Milton wasn't asked to do a lot Saturday, thanks to an explosive ground game that took over, but did everything asked of him with efficiency. The best news yet: he has so much more potential than what we witnessed. In fact, with some big plays down the field this weekend, his grade should even improve.
Jake Sage: Joe Milton was sensational in his first start as a Wolverine. Other than leaving the pocket too early on the first drive of the game, which led to a sack and forced the Wolverines to punt, Milton was flawless. In fact, Milton was the first Wolverine quarterback to throw for over 220 yards in a win against a ranked opponent since January 1, 2016, when Jake Rudock passed for 278 yards in the Citrus Bowl against Florida.

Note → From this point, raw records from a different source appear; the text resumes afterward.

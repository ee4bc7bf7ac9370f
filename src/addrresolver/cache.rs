// Licensed under the Apache License, Version 2.0 or the MIT License.
// SPDX-License-Identifier: Apache-2.0 OR MIT

//! EID → RLOC16 address cache and its Address-Query lifecycle
//! (`SPEC_FULL.md` §4.11).
//!
//! Grounded on `address_resolver.hpp` (`examples/original_source/`):
//! `kCacheEntries = 8`, `kDiscoverTimeout = 3s`, the
//! `Invalid/Discover/Retry/Valid` state machine, and `Remove(routerId)`.

use crate::error::{Result, ThreadError};
use crate::net::address::Ipv6Addr;
use crate::net::mac_address::Rloc16;

/// `kCacheEntries`.
pub const CACHE_ENTRIES: usize = 8;
/// `kDiscoverTimeout` (3 seconds), in this crate's millisecond time base.
pub const DISCOVER_TIMEOUT_MS: u32 = 3_000;
/// `mFailureCount` is a 4-bit field in the original; once it saturates the
/// entry gives up and reverts to `Invalid`.
pub const MAX_FAILURE_COUNT: u8 = 15;

#[derive(Clone, Copy, Debug, Eq, PartialEq)]
pub enum CacheState {
    Invalid,
    Discover,
    Retry,
    Valid,
}

#[derive(Clone, Copy)]
struct CacheEntry {
    target: Ipv6Addr,
    rloc16: Rloc16,
    state: CacheState,
    /// Absolute time the current `Discover`/`Retry` wait expires.
    timeout_at: u32,
    failure_count: u8,
}

impl CacheEntry {
    const fn invalid() -> Self {
        Self {
            target: Ipv6Addr::UNSPECIFIED,
            rloc16: Rloc16::INVALID,
            state: CacheState::Invalid,
            timeout_at: 0,
            failure_count: 0,
        }
    }
}

/// The EID→RLOC16 cache plus its query lifecycle (`SPEC_FULL.md` §4.11).
pub struct AddressResolver {
    entries: [CacheEntry; CACHE_ENTRIES],
}

impl AddressResolver {
    pub const fn new() -> Self {
        Self {
            entries: [CacheEntry::invalid(); CACHE_ENTRIES],
        }
    }

    /// `Clear()`.
    pub fn clear(&mut self) {
        self.entries = [CacheEntry::invalid(); CACHE_ENTRIES];
    }

    /// `Remove(routerId)`: invalidates every entry whose RLOC16 belongs to
    /// `router_id`, called when that router leaves the partition.
    pub fn remove_router(&mut self, router_id: u8) {
        for entry in &mut self.entries {
            if entry.state != CacheState::Invalid && entry.rloc16.router_id() == router_id {
                *entry = CacheEntry::invalid();
            }
        }
    }

    fn find(&self, eid: &Ipv6Addr) -> Option<usize> {
        self.entries
            .iter()
            .position(|e| e.state != CacheState::Invalid && e.target == *eid)
    }

    fn find_free_or_oldest(&self) -> usize {
        self.entries
            .iter()
            .position(|e| e.state == CacheState::Invalid)
            .unwrap_or_else(|| {
                self.entries
                    .iter()
                    .enumerate()
                    .min_by_key(|(_, e)| e.timeout_at)
                    .map(|(i, _)| i)
                    .unwrap_or(0)
            })
    }

    /// `Resolve(eid, &rloc)`: returns the cached RLOC16 immediately if
    /// `Valid`; otherwise allocates (or reuses) a slot, marks it
    /// `Discover`, and returns [`ThreadError::AddressQuery`] to signal that
    /// a multicast Address-Query CoAP request must be sent and the caller
    /// should retry once the resolver reports a notification.
    pub fn resolve(&mut self, eid: Ipv6Addr, now: u32) -> Result<Rloc16> {
        if let Some(idx) = self.find(&eid) {
            if self.entries[idx].state == CacheState::Valid {
                return Ok(self.entries[idx].rloc16);
            }
            return Err(ThreadError::AddressQuery);
        }
        let idx = self.find_free_or_oldest();
        self.entries[idx] = CacheEntry {
            target: eid,
            rloc16: Rloc16::INVALID,
            state: CacheState::Discover,
            timeout_at: now.wrapping_add(DISCOVER_TIMEOUT_MS),
            failure_count: 0,
        };
        Err(ThreadError::AddressQuery)
    }

    /// `HandleAddressNotification`: promotes a `Discover`/`Retry` slot
    /// matching `eid` to `Valid` with the carried RLOC16. Returns `true` if
    /// a pending slot was promoted (meaning datagrams queued against this
    /// EID can now be dispatched).
    pub fn handle_address_notification(&mut self, eid: Ipv6Addr, rloc16: Rloc16) -> bool {
        let Some(idx) = self.find(&eid) else {
            return false;
        };
        if self.entries[idx].state == CacheState::Valid {
            return false;
        }
        self.entries[idx].state = CacheState::Valid;
        self.entries[idx].rloc16 = rloc16;
        self.entries[idx].failure_count = 0;
        true
    }

    /// One-second aging tick (`SPEC_FULL.md` §4.11): `Discover` slots whose
    /// timeout has expired move to `Retry` (bumping `failure_count`);
    /// `Retry` slots that have exhausted their failure budget revert to
    /// `Invalid`, otherwise re-arm the timeout for another round.
    pub fn tick(&mut self, now: u32) {
        for entry in &mut self.entries {
            match entry.state {
                CacheState::Discover | CacheState::Retry if now >= entry.timeout_at => {
                    if entry.failure_count >= MAX_FAILURE_COUNT {
                        *entry = CacheEntry::invalid();
                    } else {
                        entry.failure_count += 1;
                        entry.state = CacheState::Retry;
                        entry.timeout_at = now.wrapping_add(DISCOVER_TIMEOUT_MS);
                    }
                }
                _ => {}
            }
        }
    }

    #[cfg(test)]
    fn state_of(&self, eid: &Ipv6Addr) -> Option<CacheState> {
        self.find(eid).map(|i| self.entries[i].state)
    }
}

impl Default for AddressResolver {
    fn default() -> Self {
        Self::new()
    }
}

Milton was also the first Michigan quarterback to throw for over 220 yards in a road victory against a ranked opponent since October 1, 2005 when Chad Henne threw for 256 yards against the Spartans. Milton even became the first Wolverine quarterback to throw for over 200 yards without an interception in their Michigan debut since John Navarre did so on September 2, 2000 against Bowling Green.
In addition, Milton became the first Michigan quarterback to have over 50 rushing yards with a rushing touchdown in a Big Ten road victory since Denard Robinson ran for 117 yards with two touchdowns against Northwestern in 2011. Therefore, Milton’s debut as the Wolverines quarterback could not have gone much better both rushing and passing.